I nodded. It was mine. Full of clothing that Mom had had to buy especially for this incarceration, complete with name tags that read T. ADAMS. Not much of my own stuff met the standards of this place.

“And here's the map Charles left for you.” He leaned over to the other side of the desk and picked it up. “Did he show you what room your Prayer Meeting would be in this evening?”

Nod.

“Good. Now, you might want to take a few minutes to collect yourself before you go there.”

A few minutes? How about a few days? How about a few years?

“God loves you, Taylor. God wants you to learn how to love him. We'll show you how.”

Before I knew what was happening he moved forward and took me into his arms.

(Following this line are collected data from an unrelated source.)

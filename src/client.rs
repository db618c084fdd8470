//! A2A client: agent card discovery and `message/send`.

use std::time::Duration;

use serde::de::DeserializeOwned;
use tracing::debug;

use crate::error::{Error, Result};
use crate::protocol::{
    methods, AgentCard, JsonRpcRequest, JsonRpcResponse, Message, MessageSendParams,
    SendMessageResult, AGENT_CARD_PATH,
};

/// Whole-request timeout for calls to remote agents.
pub const DEFAULT_HTTP_TIMEOUT: Duration = Duration::from_secs(120);
/// Connect timeout for calls to remote agents.
pub const DEFAULT_CONNECT_TIMEOUT: Duration = Duration::from_secs(30);

/// Build the HTTP client shared by card discovery and remote connections.
pub fn http_client() -> Result<reqwest::Client> {
    Ok(reqwest::Client::builder()
        .timeout(DEFAULT_HTTP_TIMEOUT)
        .connect_timeout(DEFAULT_CONNECT_TIMEOUT)
        .build()?)
}

/// Fetches agent cards from `{base_url}/.well-known/agent.json`.
#[derive(Clone)]
pub struct A2aCardResolver {
    client: reqwest::Client,
}

impl A2aCardResolver {
    pub fn new(client: reqwest::Client) -> Self {
        Self { client }
    }

    /// Fetch and decode the card published by the agent at `base_url`.
    pub async fn get_agent_card(&self, base_url: &str) -> Result<AgentCard> {
        let url = format!("{}{}", base_url.trim_end_matches('/'), AGENT_CARD_PATH);
        debug!("Fetching agent card: {}", url);

        let response = self.client.get(&url).send().await?;
        let status = response.status();
        if !status.is_success() {
            return Err(Error::Protocol(format!(
                "agent card request to {url} failed: {status}"
            )));
        }
        Ok(response.json().await?)
    }
}

/// Connection to one remote agent.
#[derive(Clone)]
pub struct RemoteAgentConnection {
    card: AgentCard,
    url: String,
    client: reqwest::Client,
}

impl RemoteAgentConnection {
    /// `agent_url` is used when the card does not advertise its own URL.
    pub fn new(client: reqwest::Client, card: AgentCard, agent_url: impl Into<String>) -> Self {
        let agent_url = agent_url.into();
        let url = if card.url.trim().is_empty() {
            agent_url
        } else {
            card.url.clone()
        };
        Self { card, url, client }
    }

    pub fn card(&self) -> &AgentCard {
        &self.card
    }

    /// Endpoint JSON-RPC requests are posted to.
    pub fn url(&self) -> &str {
        &self.url
    }

    /// Send a message; the agent answers with a task or a message.
    pub async fn send_message(&self, message: Message) -> Result<SendMessageResult> {
        let id = message.message_id.clone();
        let params = serde_json::to_value(MessageSendParams { message })?;
        self.call(JsonRpcRequest::new(id, methods::MESSAGE_SEND, params))
            .await
    }

    async fn call<T: DeserializeOwned>(&self, request: JsonRpcRequest) -> Result<T> {
        debug!("A2A {} -> {} ({})", request.method, self.card.name, self.url);

        let response = self.client.post(&self.url).json(&request).send().await?;
        let status = response.status();
        if !status.is_success() {
            return Err(Error::Protocol(format!(
                "{} returned HTTP {status}",
                self.card.name
            )));
        }

        let body: JsonRpcResponse = response.json().await?;
        decode_result(body)
    }
}

/// Unwrap a JSON-RPC response into its typed result.
pub(crate) fn decode_result<T: DeserializeOwned>(body: JsonRpcResponse) -> Result<T> {
    if let Some(err) = body.error {
        return Err(Error::Remote {
            code: err.code,
            message: err.message,
        });
    }
    let result = body
        .result
        .ok_or_else(|| Error::Protocol("response has neither result nor error".into()))?;
    Ok(serde_json::from_value::<T>(result)?)
}

#[cfg(test)]
mod tests {
    use serde_json::json;

    use super::*;
    use crate::protocol::{AgentCapabilities, Role};

    fn card(url: &str) -> AgentCard {
        AgentCard {
            name: "News Agent".into(),
            description: "Helps with news search".into(),
            url: url.into(),
            version: "1.0.0".into(),
            default_input_modes: vec!["text".into()],
            default_output_modes: vec!["text".into()],
            capabilities: AgentCapabilities::default(),
            skills: Vec::new(),
        }
    }

    #[test]
    fn test_connection_prefers_card_url() {
        let client = reqwest::Client::new();
        let conn = RemoteAgentConnection::new(client.clone(), card("http://news:10001/"), "http://localhost:10001");
        assert_eq!(conn.url(), "http://news:10001/");

        let conn = RemoteAgentConnection::new(client, card(" "), "http://localhost:10001");
        assert_eq!(conn.url(), "http://localhost:10001");
    }

    #[test]
    fn test_decode_error_maps_to_remote() {
        let body = JsonRpcResponse::error(Some(json!(1)), -32001, "task not found");
        let err = decode_result::<serde_json::Value>(body).unwrap_err();
        assert!(matches!(err, Error::Remote { code: -32001, .. }));
    }

    #[test]
    fn test_decode_missing_result_is_protocol_error() {
        let body = JsonRpcResponse {
            jsonrpc: "2.0".into(),
            id: Some(json!(1)),
            result: None,
            error: None,
        };
        assert!(matches!(decode_result::<serde_json::Value>(body), Err(Error::Protocol(_))));
    }

    #[test]
    fn test_decode_typed_message_result() {
        let msg = Message::text(Role::Agent, "ok");
        let body = JsonRpcResponse::success(Some(json!("1")), serde_json::to_value(&msg).unwrap());
        let result: SendMessageResult = decode_result(body).unwrap();
        assert_eq!(result, SendMessageResult::Message(msg));
    }
}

We stood there like that, him totally wrapped around me, my arms hanging limp. And he just held me.

I don't know why, and I don't even know if I had a choice, but I reached around and hugged him back. I wanted to cry again. This was the man who had torn me apart, and yet his embrace felt so tender, so loving. I wished he could hold me forever.

He pushed me away rather abruptly, cleared his throat, said, “Don't close the door,” and left me there.

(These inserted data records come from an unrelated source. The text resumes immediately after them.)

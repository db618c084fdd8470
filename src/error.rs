//! Error types for newsfin-a2a.

use thiserror::Error;

/// Result type for newsfin-a2a operations.
pub type Result<T> = std::result::Result<T, Error>;

/// Error types for newsfin-a2a.
#[derive(Debug, Error)]
pub enum Error {
    /// Configuration error.
    #[error("configuration error: {0}")]
    Config(String),

    /// HTTP transport error.
    #[error("http error: {0}")]
    Http(#[from] reqwest::Error),

    /// Serialization error.
    #[error("serialization error: {0}")]
    Serialization(#[from] serde_json::Error),

    /// IO error.
    #[error("IO error: {0}")]
    Io(#[from] std::io::Error),

    /// Malformed or unexpected message from a peer.
    #[error("protocol error: {0}")]
    Protocol(String),

    /// JSON-RPC error object returned by a remote agent or tool server.
    #[error("remote error {code}: {message}")]
    Remote { code: i32, message: String },

    /// Timeout.
    #[error("timeout: {0}")]
    Timeout(String),

    /// Model server error.
    #[error("llm error: {0}")]
    Llm(String),

    /// Vector store error.
    #[error("retrieval error: {0}")]
    Retrieval(String),

    /// MCP tool server error.
    #[error("mcp error: {0}")]
    Mcp(String),

    /// The model kept requesting tools past the configured depth.
    #[error("tool call depth exceeded after {0} rounds")]
    ToolDepthExceeded(usize),

    /// No connection registered under this agent name.
    #[error("unknown agent: {0}")]
    UnknownAgent(String),

    /// Task id not present in the task store.
    #[error("task not found: {0}")]
    TaskNotFound(String),

    /// Task already reached a terminal state.
    #[error("task cannot be canceled: {0}")]
    TaskNotCancelable(String),

    /// Invalid parameters.
    #[error("invalid parameters: {0}")]
    InvalidParams(String),
}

Limp, wrung out, I sat on the side of the bed where my luggage was for some amount of time that isn't clear to me now. Finally I decided I may as well unpack. Everything on the left side of the room seemed to be mine, so I opened my bags, took things out, and stuffed them into drawers. Then I found the bathroom and took a long time, mind empty as I sat there. Then I remembered I wasn't supposed to be in a bathroom for more than five minutes for “elimination” or fifteen for “cleansing and grooming.” I'd already exceeded both.

But who would know? Nevertheless, I got up, washed my hands and face, and went back to my room.

Standing in the middle of the room, not seeing anything, I wondered how in hell I was going to just show up at an in-progress Prayer Meeting, wearing my warning label, eyes puffy and face blotchy from crying, and sit there silently in a room full of strangers I would be living with for weeks.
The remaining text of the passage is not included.